Rather than upfront keyword research, Lucas publishes documentation and articles broadly, then watches which pages get clicks and doubles down on those topics. This let-the-data-speak approach surfaces the high-intent niche queries that big competitors ignore.

Content
I wanted to be like Dropbox you know Dropbox you create it and then it says oh you want to have 5 GB more space you know share share the link with a friend have them sign up and I thought how can I integrate this into my own app it's called product le growth and I just made sure every single link that people share my logo is on it and not only is my logo just like a picture it's it has the name stage timer.io in the logo it's like literally written there and it's a name easy enough to remember that people often just see it even tell us oh I saw it on an event

Bake Your Full Domain Into The Logo On Every Shared Artifact

About a third of Lucas's customers come from word of mouth because he engineered every shareable artifact to carry his brand. His logo appears on every shared link, and crucially the logo itself contains the full domain 'stagetimer.io' as readable text, so even passive viewers at events remember the name and look it up later.

Pricing
we make it a premium model by doing this we capture a lot of freelancers that work in this space and they bring it along to the events that they invited and somebody says ah we need a timer so they say ah let me just pull up stage timer they pull it up it works so well people are really excited eventually they want to use it for the next event hit some kind of limit and say ah it's it's worth it let's let's purchase it happens very often so having a free tier works really well for us

Freemium Wedges Freelancers In Live At Events Until They Hit A Limit

Lucas runs a freemium model where freelancers pull up the free tool on-site at events, get excited, hit a limit on the next event, and then upgrade.
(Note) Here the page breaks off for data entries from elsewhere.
//! Health reporting for orchestrator components.

use serde::{Deserialize, Serialize};
use std::collections::BTreeMap;

/// Health status of a single component.
///
/// Ordered from best to worst so that the overall status of a report is the
/// maximum of its checks.
#[derive(Debug, Clone, Copy, PartialEq, Eq, Hash, PartialOrd, Ord, Serialize, Deserialize)]
#[serde(rename_all = "lowercase")]
pub enum HealthStatus {
    Healthy,
    Degraded,
    Unhealthy,
}

/// Result of checking one component (a breaker, the pool, the cache).
#[derive(Debug, Clone, PartialEq, Serialize, Deserialize)]
pub struct HealthCheck {
    pub status: HealthStatus,
    pub component: String,
    pub message: Option<String>,
    pub metadata: BTreeMap<String, serde_json::Value>,
}

impl HealthCheck {
    pub fn healthy(component: impl Into<String>) -> Self {
        Self::with_status(HealthStatus::Healthy, component, None)
    }

    pub fn degraded(component: impl Into<String>, message: impl Into<String>) -> Self {
        Self::with_status(HealthStatus::Degraded, component, Some(message.into()))
    }

    pub fn unhealthy(component: impl Into<String>, message: impl Into<String>) -> Self {
        Self::with_status(HealthStatus::Unhealthy, component, Some(message.into()))
    }

    fn with_status(status: HealthStatus, component: impl Into<String>, message: Option<String>) -> Self {
        Self {
            status,
            component: component.into(),
            message,
            metadata: BTreeMap::new(),
        }
    }

    /// Attach a metadata value.
    pub fn with_metadata(mut self, key: impl Into<String>, value: serde_json::Value) -> Self {
        self.metadata.insert(key.into(), value);
        self
    }
}

/// Aggregate of component checks.
#[derive(Debug, Clone, PartialEq, Serialize, Deserialize)]
pub struct HealthReport {
    pub status: HealthStatus,
    pub checks: Vec<HealthCheck>,
}

impl HealthReport {
    /// Build a report whose status is the worst of its checks.
    /// An empty report is healthy.
    pub fn from_checks(checks: Vec<HealthCheck>) -> Self {
        let status = checks
            .iter()
            .map(|c| c.status)
            .max()
            .unwrap_or(HealthStatus::Healthy);
        Self { status, checks }
    }

    pub fn is_healthy(&self) -> bool {
        self.status == HealthStatus::Healthy
    }

    pub fn check(&self, component: &str) -> Option<&HealthCheck> {
        self.checks.iter().find(|c| c.component == component)
    }
}

#[cfg(test)]
mod tests {
    use super::*;

    #[test]
    fn test_report_takes_worst_status() {
        let report = HealthReport::from_checks(vec![
            HealthCheck::healthy("pool"),
            HealthCheck::degraded("breaker:forecast-agent", "half-open trial pending"),
            HealthCheck::healthy("cache"),
        ]);
        assert_eq!(report.status, HealthStatus::Degraded);
        assert!(!report.is_healthy());
        assert!(report.check("cache").is_some());
    }

    #[test]
    fn test_empty_report_is_healthy() {
        assert!(HealthReport::from_checks(Vec::new()).is_healthy());
    }

    #[test]
    fn test_metadata_builder() {
        let check = HealthCheck::unhealthy("breaker:a", "open")
            .with_metadata("consecutive_opens", serde_json::json!(3));
        assert_eq!(check.metadata.get("consecutive_opens"), Some(&serde_json::json!(3)));
        assert_eq!(check.message.as_deref(), Some("open"));
    }
}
The free tier doubles as a distribution wedge into a niche where the tool gets demoed live.

Mindset
I could ship my MVP in 3 days and then build upon it slowly and and comfortably in the 1 hour that I had in the evening instead of building on it for 3 months just to have something that is usable and then because it was a side business a side project it took me 224 days to actually get my first dollar and that's totally okay it grew from there

224 Days To Your First Dollar Is Totally Fine For A Side Project

After shipping in three days, Lucas grew the product in one-hour evening sessions while keeping his day job. It took 224 days to earn his first dollar — a timeline he frames as completely fine for a side project compounding into a real business.